2013 RRSP Deadline

2013 RRSP Deadline - (for the 2012 Canadian tax filing year)

  • March 1, 2013: RRSP Deadline - Deadline for contributing to your Registered Retirement Savings Plan (RRSP) for the 2012 tax filing year.
  • April 30, 2013: Tax Deadline - CRA 2012 personal income tax filing deadline.

More about RRSP:


While the deadline for RRSP contributions in 2013 is many months away, it’s smart to start thinking about it now. What’s even smarter? Using your tax return – whole or in part – to start funding this year’s contribution right away.

For many people, the end of the fiscal year brings a scramble to maximize RRSP contributions. By starting the year with a large transfer, you reduce the chances that you will be part of that crowd. Getting in the habit of regular contributions is also a great idea.

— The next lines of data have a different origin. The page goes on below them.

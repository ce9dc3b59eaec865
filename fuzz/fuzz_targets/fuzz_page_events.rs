#![no_main]

use std::time::Duration;

use arbitrary::Arbitrary;
use libfuzzer_sys::fuzz_target;
use terrasite_core::event::{ClickEvent, Element, ElementRole, Event, IntersectionEntry, NodeId, ScrollSnapshot};
use terrasite_core::layout::{NavLinkRecord, SectionRecord};
use terrasite_runtime::{PageController, PageLayout};
use terrasite_web::WebHost;

#[derive(Debug, Arbitrary)]
enum Step {
    Scroll(i16),
    Relayout(u8),
    ClickToggle,
    ClickLink(bool),
    ClickOutside,
    ClickBackToTop,
    Reveal(u8, bool),
    Submit(bool),
    Wait(u16),
}

const ROLES: [ElementRole; 2] = [ElementRole::NavLink, ElementRole::Anchor];

fn layout() -> PageLayout {
    PageLayout {
        header: true,
        menu_toggle: Some(NodeId(1)),
        nav_menu: Some(NodeId(2)),
        back_to_top: Some(NodeId(3)),
        hero_background: Some(NodeId(4)),
        nav_links: vec![
            NavLinkRecord::new(NodeId(10), "index.html"),
            NavLinkRecord::new(NodeId(11), "#b"),
        ],
        sections: sections(500.0),
        anchor_targets: Vec::new(),
        animated: vec![NodeId(20), NodeId(21)],
        newsletter_forms: vec![NodeId(30)],
    }
}

fn sections(split: f64) -> Vec<SectionRecord> {
    vec![
        SectionRecord::new("a", 0.0, split),
        SectionRecord::new("b", split, 500.0),
    ]
}

fn to_event(step: &Step) -> Option<Event> {
    Some(match *step {
        Step::Scroll(y) => Event::Scroll(ScrollSnapshot::new(f64::from(y) * 4.0, 800.0)),
        Step::Relayout(split) => Event::Relayout {
            sections: sections(f64::from(split) * 8.0),
            anchor_targets: Vec::new(),
        },
        Step::ClickToggle => Event::Click(ClickEvent::new(vec![
            Element::new(NodeId(5), ElementRole::Other),
            Element::new(NodeId(1), ElementRole::MenuToggle),
        ])),
        Step::ClickLink(anchor) => Event::Click(ClickEvent::new(vec![
            Element::new(NodeId(11), ROLES[usize::from(anchor)]).href("#b"),
            Element::new(NodeId(2), ElementRole::NavMenu),
        ])),
        Step::ClickOutside => Event::Click(ClickEvent::new(vec![Element::new(
            NodeId(99),
            ElementRole::Other,
        )])),
        Step::ClickBackToTop => Event::Click(ClickEvent::new(vec![Element::new(
            NodeId(3),
            ElementRole::BackToTop,
        )])),
        Step::Reveal(which, on) => Event::Intersection(vec![IntersectionEntry::new(
            NodeId(20 + u32::from(which % 2)),
            on,
        )]),
        Step::Submit(valid) => Event::Submit {
            form: NodeId(30),
            email: if valid { "a@b.com" } else { "nope" }.to_owned(),
        },
        Step::Wait(_) => return None,
    })
}

fuzz_target!(|steps: Vec<Step>| {
    if steps.len() > 256 {
        return;
    }
    let mut page = PageController::with_defaults(WebHost::new());
    page.attach(layout());
    page.handle(Event::Load(None)).expect("open presenter");

    let mut revealed = 0usize;
    for step in &steps {
        if let Step::Wait(ms) = *step {
            page.host_mut()
                .clock_mut()
                .advance(Duration::from_millis(u64::from(ms)));
        }
        match to_event(step) {
            Some(event) => page.handle(event).expect("open presenter"),
            None => page.tick().expect("open presenter"),
        };

        let ui = page.ui_state();
        // Reveal is one-way.
        assert!(ui.revealed.len() >= revealed);
        revealed = ui.revealed.len();
        // At most one nav link is highlighted.
        assert!(ui.active_links.len() <= 1);
    }
});
#![forbid(unsafe_code)]

//! Client-local logging of newsletter signups and affiliate clicks.
//!
//! Both logs are JSON arrays stored whole under a fixed key. Every write is
//! a read-modify-write of the full array inside one `&mut self` call; a
//! logger shared across threads must sit behind a `Mutex`.
//!
//! # Invariants
//!
//! 1. The subscriber list never holds the same (trimmed) email twice.
//! 2. Both lists are append-only and keep insertion order.
//! 3. A stored value that does not decode is reported, never overwritten.

use std::sync::LazyLock;

use chrono::{DateTime, SecondsFormat, Utc};
use regex::Regex;
use serde::{Deserialize, Serialize};
use terrasite_backend::{KeyValueStore, StoreError};
use terrasite_widgets::notification_queue::Severity;

/// Store key of the subscriber list.
pub const SUBSCRIBERS_KEY: &str = "newsletter_subscribers";

/// Store key of the affiliate click log.
pub const AFFILIATE_CLICKS_KEY: &str = "affiliate_clicks";

/// Product name recorded when a link carries none.
pub const UNKNOWN_PRODUCT: &str = "Unknown Product";

static EMAIL_PATTERN: LazyLock<Regex> =
    LazyLock::new(|| Regex::new(r"^[^\s@]+@[^\s@]+\.[^\s@]+$").expect("email regex"));

/// Syntactic email check: non-whitespace `@` non-whitespace `.` non-whitespace.
#[must_use]
pub fn is_valid_email(email: &str) -> bool {
    EMAIL_PATTERN.is_match(email)
}

/// Result of a newsletter signup.
#[derive(Debug, Clone, Copy, PartialEq, Eq)]
pub enum SubscriptionOutcome {
    /// Stored.
    Success,
    /// Already on the list; nothing written.
    Duplicate,
    /// Failed the syntax check; nothing written.
    Invalid,
}

impl SubscriptionOutcome {
    /// Text shown to the visitor.
    #[must_use]
    pub const fn message(self) -> &'static str {
        match self {
            Self::Success => "Success! You'll be notified when we publish new content.",
            Self::Duplicate => "This email is already subscribed!",
            Self::Invalid => "Please enter a valid email address.",
        }
    }

    /// Toast severity for this outcome.
    #[must_use]
    pub const fn severity(self) -> Severity {
        match self {
            Self::Success => Severity::Success,
            Self::Duplicate => Severity::Info,
            Self::Invalid => Severity::Error,
        }
    }
}

/// One affiliate link click.
#[derive(Debug, Clone, PartialEq, Eq, Serialize, Deserialize)]
pub struct AffiliateClick {
    /// Product name from the link.
    pub product: String,
    /// Link target.
    pub url: String,
    /// When the click happened, stored as RFC 3339 with milliseconds.
    #[serde(serialize_with = "serialize_millis")]
    pub timestamp: DateTime<Utc>,
}

fn serialize_millis<S>(timestamp: &DateTime<Utc>, serializer: S) -> Result<S::Ok, S::Error>
where
    S: serde::Serializer,
{
    serializer.serialize_str(&timestamp.to_rfc3339_opts(SecondsFormat::Millis, true))
}

/// Errors from the action logger.
#[derive(Debug)]
pub enum ActionLogError {
    /// The store failed or held an undecodable value.
    Store(StoreError),
    /// A list could not be encoded for writing.
    Encode(serde_json::Error),
}

impl std::fmt::Display for ActionLogError {
    fn fmt(&self, f: &mut std::fmt::Formatter<'_>) -> std::fmt::Result {
        match self {
            Self::Store(e) => write!(f, "action log store error: {e}"),
            Self::Encode(e) => write!(f, "action log encode error: {e}"),
        }
    }
}

impl std::error::Error for ActionLogError {
    fn source(&self) -> Option<&(dyn std::error::Error + 'static)> {
        match self {
            Self::Store(e) => Some(e),
            Self::Encode(e) => Some(e),
        }
    }
}

impl From<StoreError> for ActionLogError {
    fn from(e: StoreError) -> Self {
        Self::Store(e)
    }
}

/// Result type for action logger operations.
pub type ActionLogResult<T> = Result<T, ActionLogError>;

/// Appends user actions to store-backed lists.
#[derive(Debug)]
pub struct ActionLogger<S> {
    store: S,
}

impl<S: KeyValueStore> ActionLogger<S> {
    /// Wrap a store.
    pub fn new(store: S) -> Self {
        Self { store }
    }

    /// Record a newsletter signup.
    ///
    /// The email is trimmed before validation and storage.
    pub fn record_subscription(&mut self, email: &str) -> ActionLogResult<SubscriptionOutcome> {
        let email = email.trim();
        if !is_valid_email(email) {
            tracing::debug!(outcome = "invalid", "newsletter signup rejected");
            return Ok(SubscriptionOutcome::Invalid);
        }

        let mut subscribers: Vec<String> = self.read_list(SUBSCRIBERS_KEY)?;
        if subscribers.iter().any(|existing| existing == email) {
            tracing::debug!(outcome = "duplicate", "newsletter signup already present");
            return Ok(SubscriptionOutcome::Duplicate);
        }

        subscribers.push(email.to_owned());
        self.write_list(SUBSCRIBERS_KEY, &subscribers)?;
        tracing::info!(
            outcome = "success",
            subscribers = subscribers.len(),
            "newsletter signup recorded"
        );
        Ok(SubscriptionOutcome::Success)
    }

    /// Record an affiliate link click. Always appends.
    pub fn record_affiliate_click(
        &mut self,
        product: Option<&str>,
        url: &str,
        timestamp: DateTime<Utc>,
    ) -> ActionLogResult<AffiliateClick> {
        let click = AffiliateClick {
            product: product
                .filter(|name| !name.is_empty())
                .unwrap_or(UNKNOWN_PRODUCT)
                .to_owned(),
            url: url.to_owned(),
            timestamp,
        };

        let mut clicks: Vec<AffiliateClick> = self.read_list(AFFILIATE_CLICKS_KEY)?;
        clicks.push(click.clone());
        self.write_list(AFFILIATE_CLICKS_KEY, &clicks)?;
        tracing::info!(
            product = %click.product,
            url = %click.url,
            timestamp = %click.timestamp.to_rfc3339_opts(SecondsFormat::Millis, true),
            "affiliate link clicked"
        );
        Ok(click)
    }

    /// Current subscriber list.
    pub fn subscribers(&self) -> ActionLogResult<Vec<String>> {
        self.read_list(SUBSCRIBERS_KEY)
    }

    /// Current affiliate click log.
    pub fn affiliate_clicks(&self) -> ActionLogResult<Vec<AffiliateClick>> {
        self.read_list(AFFILIATE_CLICKS_KEY)
    }

    /// Borrow the underlying store.
    pub fn store(&self) -> &S {
        &self.store
    }

    /// Unwrap the underlying store.
    pub fn into_inner(self) -> S {
        self.store
    }

    fn read_list<T>(&self, key: &str) -> ActionLogResult<Vec<T>>
    where
        T: serde::de::DeserializeOwned,
    {
        let Some(raw) = self.store.get(key)? else {
            return Ok(Vec::new());
        };
        serde_json::from_str(&raw).map_err(|e| {
            ActionLogError::Store(StoreError::Corrupt {
                key: key.to_owned(),
                detail: e.to_string(),
            })
        })
    }

    fn write_list<T: Serialize>(&mut self, key: &str, list: &[T]) -> ActionLogResult<()> {
        let encoded = serde_json::to_string(list).map_err(ActionLogError::Encode)?;
        self.store.set(key, &encoded)?;
        Ok(())
    }
}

Tax returns are often seen as a source of bonus money, an amount not taken into account in the family budget. While it might be more exciting to treat yourself with this money, you can choose to simply add it to your RRSP. If you weren’t planning on spending it, it will not be missed.

Don’t forget that contributions to an RRSP are tax-free. Saving for your future is therefore a twofold economy: you are putting money away and getting a tax break. This is a great habit to get into!

RRSP or TSFA, or Both

Did your income go down in 2012? If so, it might not be the best time to invest in your Registered Retirement Savings Plan. But it might be the perfect time to invest in a Tax-Free Savings Account. This is because your tax savings  from an RRSP could be higher when your income rises. On the other hand, with a Tax-Free Savings Account you’ve already paid taxes on the capital you’re investing.  Confused? You’re not alone! Many Canadians don’t understand the nuances of TFSAs and RRSPs, which means they are unable to maximize savings on these investments.

An RRSP gives you a way to invest in your retirement while saving on income tax right now. RRSPs are designed around the idea that your income will probably be lower once you’ve retired than it is while you’re hard at work. So, once you retire, your tax payable will be lower since you’ll most likely fall into a lower income tax bracket. Essentially, an RRSP helps you defer taxes to maximize savings. It lets you increase the funds you’ll have later – when you’re paying less in income taxes and lowers the taxes you pay now, while you’re at a higher income tax bracket.

But does it actually make sense for you to put money toward an RRSP with your current financial situation? Maybe it would be wiser to invest in a TFSA. A TFSA is a method of investing where you pay no income tax on the money earned in that account. When you take money out of this account later, you get tax-free funds – you’ve already paid the taxes at the time of investment!

With this information in mind, you should ask yourself, “Would it be better for me to pay taxes now or later?”  If you decide to go the “pay later” route,  the deadline to purchase RRSPs for your 2012 tax return is March 1, 2013.

Should I put my money in a new Tax Free Savings Account or in my RRSP?

A:  First, let’s review what a TFSA and an RRSP are for anyone who’s not familiar. A tax-free savings account is a new form of savings account that was introduced in the 2008 federal budget. A TFSA allows Canadians to invest up to $5,500 per year and never be taxed on the interest they earn. For a complete overview of TFSAs, check out this article. RRSPs, or Registered Retirement Savings Plans, have been around for a lot longer. An RRSP is a retirement plan that you or your spouse/common-law partner contribute to, up to your annual deduction limit (set by the government). You can then use these RRSP contributions to reduce how much tax you have to pay.

You can hedge your bets and invest in both and RRSP and a TFSA, but if you want to pick one, consider the following: RRSPs give you tax benefits now, while TFSAs are tax-free when you withdraw the money, including the interest you made. If you think you’ll be in a lower tax bracket when you start to tap into the money later in life, go for an RRSP as you’ll get relatively bigger tax relief now and smaller tax burden later. If you expect to be making more money when you start withdrawing funds, a TFSA is the better option because you’ll escape paying a higher rate in the future. Also, a withdrawal from a RRSP doesn’t create new contribution room but a withdrawal from a TFSA does, so they’re a lot more flexible.

And if you think you’ll have the same tax rate when you’re contributing and withdrawing money, the TFSA is better option because it’s more flexible. Unlike RRSPs, you won’t have to pay tax on the amount you withdraw and withdrawals don’t affect government benefits that are tied to income. Before you commit, make sure that you shop around for the best deal you can get. Whether you choose an RRSP or a TFSA, your investment is only as good as the interest you’ll earn.